This notebook produces the Random Forest algorithm to solve the song popularity prediction challenge.

The parameters have been obtained through Bayesian search. 
The missing values are replaced using an Iterative imputer.

To get more insight into the data, see the file *exploratory/first_exploratory_kevin.ipynb*

In [None]:
import seaborn as sns
import matplotlib.pyplot as plt
import pandas as pd
import numpy as np
from sklearn.ensemble import RandomForestClassifier
from sklearn.model_selection import train_test_split
from sklearn.metrics import make_scorer, accuracy_score, roc_auc_score 



def rf_feat_importance(m, df):
    return pd.DataFrame({'cols':df.columns, 'imp':m.feature_importances_}
                       ).sort_values('imp', ascending=False)

train = pd.read_csv('../raw_data/train.csv', index_col = 0)
test = pd.read_csv('../raw_data/test.csv', index_col = 0)


from sklearn.experimental import enable_iterative_imputer  # noqa
from sklearn.impute import IterativeImputer

it_imputer = IterativeImputer(max_iter=10)
useful_cols = [col for col in train.columns if col not in ['id', 'song_popularity']]
train_iterimp = it_imputer.fit_transform(train[useful_cols])
test_iterimp = it_imputer.transform(test[useful_cols])

df_train_iterimp = pd.DataFrame(train_iterimp, columns=useful_cols)

X_train, X_valid, y_train, y_valid = train_test_split(df_train_iterimp, train['song_popularity'], test_size=0.2, random_state=42)

In [None]:
df_train_iterimp['instrumentalness_v1'] = df_train_iterimp['instrumentalness'].apply(lambda x: x if x > 0.01 else -1)
df_train_iterimp['instrumentalness_v2'] = df_train_iterimp['instrumentalness'].apply(lambda x: x if x > 0.11 else 0)

X_train, X_valid, y_train, y_valid = train_test_split(df_train_iterimp, train['song_popularity'], test_size=0.2, random_state=42)

In [None]:

useful_cols = [col for col in train.columns if col not in ['id', 'song_popularity']]
train_iterimp = it_imputer.fit_transform(train[useful_cols])
# test_iterimp = it_imputer.transform(test[useful_cols])
df_train_iterimp = pd.DataFrame(train_iterimp, columns=useful_cols)

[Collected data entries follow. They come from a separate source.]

//! Handlers for the `/messages` resource.
//!
//! All endpoints require authentication via [`AuthUser`].

use axum::extract::State;
use axum::http::StatusCode;
use axum::Json;
use messagely_core::error::CoreError;
use messagely_core::policy::{ensure_participant, ensure_recipient};
use messagely_core::types::DbId;
use messagely_core::validation::{validate_input, NewMessage};
use messagely_db::models::message::{CreateMessage, Message, MessageDetail, MessageReadState};

use crate::error::AppResult;
use crate::extract::{AppJson, AppPath};
use crate::middleware::auth::AuthUser;
use crate::response::DataResponse;
use crate::state::AppState;

/// GET /api/v1/messages/{id}
///
/// Message detail. Only the sender or recipient may read it.
pub async fn get_message(
    auth: AuthUser,
    State(state): State<AppState>,
    AppPath(id): AppPath<DbId>,
) -> AppResult<Json<DataResponse<MessageDetail>>> {
    let message = find_message(&state, id).await?;
    ensure_participant(&message, &auth.identity)?;

    Ok(Json(DataResponse::new(message)))
}

/// POST /api/v1/messages
///
/// Send a message from the caller. Returns 201 Created, or 404 if the
/// recipient does not exist.
pub async fn create_message(
    auth: AuthUser,
    State(state): State<AppState>,
    AppJson(input): AppJson<NewMessage>,
) -> AppResult<(StatusCode, Json<DataResponse<Message>>)> {
    validate_input(&input)?;

    if state
        .identities
        .find_user_detail(&input.to_username)
        .await?
        .is_none()
    {
        return Err(CoreError::not_found("User", &input.to_username).into());
    }

    let create = CreateMessage {
        from_username: auth.username().to_string(),
        to_username: input.to_username,
        body: input.body,
    };
    let message = state.messages.insert_message(&create).await?;
    tracing::info!(
        message_id = message.id,
        from = %message.from_username,
        to = %message.to_username,
        "Message sent"
    );

    Ok((StatusCode::CREATED, Json(DataResponse::new(message))))
}

/// POST /api/v1/messages/{id}/read
///
/// Mark a message as read. Only the recipient may do this. Repeating the call
/// is a no-op that returns the original `read_at`.
pub async fn mark_read(
    auth: AuthUser,
    State(state): State<AppState>,
    AppPath(id): AppPath<DbId>,
) -> AppResult<Json<DataResponse<MessageReadState>>> {
    let message = find_message(&state, id).await?;
    ensure_recipient(&message, &auth.identity)?;

    let read_state = state
        .messages
        .update_message_read_at(id)
        .await?
        .ok_or_else(|| CoreError::not_found("Message", id))?;
    tracing::info!(message_id = id, read_at = %read_state.read_at, "Message marked read");

    Ok(Json(DataResponse::new(read_state)))
}

async fn find_message(state: &AppState, id: DbId) -> AppResult<MessageDetail> {
    state
        .messages
        .find_message_by_id(id)
        .await?
        .ok_or_else(|| CoreError::not_found("Message", id).into())
}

X_train, X_valid, y_train, y_valid = train_test_split(df_train_iterimp, train['song_popularity'], test_size=0.2, random_state=42)

In [None]:
useful_cols = [col for col in train.columns if col not in ['id', 'song_popularity', 'instrumentalness']]
clf_bayes = RandomForestClassifier(n_estimators=500, max_features='log2', max_depth=12, min_samples_split=20, min_samples_leaf=30, class_weight='balanced_subsample')
clf_bayes.fit(X_train, y_train)
print(clf_bayes.score(X_valid, y_valid))
LR_AUC = roc_auc_score(y_valid, clf_bayes.predict_proba(X_valid)[:,1])
print("AUC: " + str(LR_AUC))

In [None]:
submission = pd.read_csv('../raw_data/sample_submission.csv', index_col = 0)
useful_cols = [col for col in test.columns if col not in ['id', 'song_popularity','instrumentalness_v1', 'instrumentalness_v2']]
df_test = pd.DataFrame(test_iterimp, columns=useful_cols)

useful_cols = [col for col in df_train_iterimp.columns if col not in ['id', 'song_popularity']]

df_test['instrumentalness_v1'] = df_test['instrumentalness'].apply(lambda x: x if x > 0.01 else -1)
df_test['instrumentalness_v2'] = df_test['instrumentalness'].apply(lambda x: x if x > 0.11 else 0)
submission['song_popularity'] = clf_bayes.predict_proba(df_test[useful_cols])[:,1]
submission.head()
submission.to_csv('../submissions/submission_rf_balanced_subsample_new_instry.csv')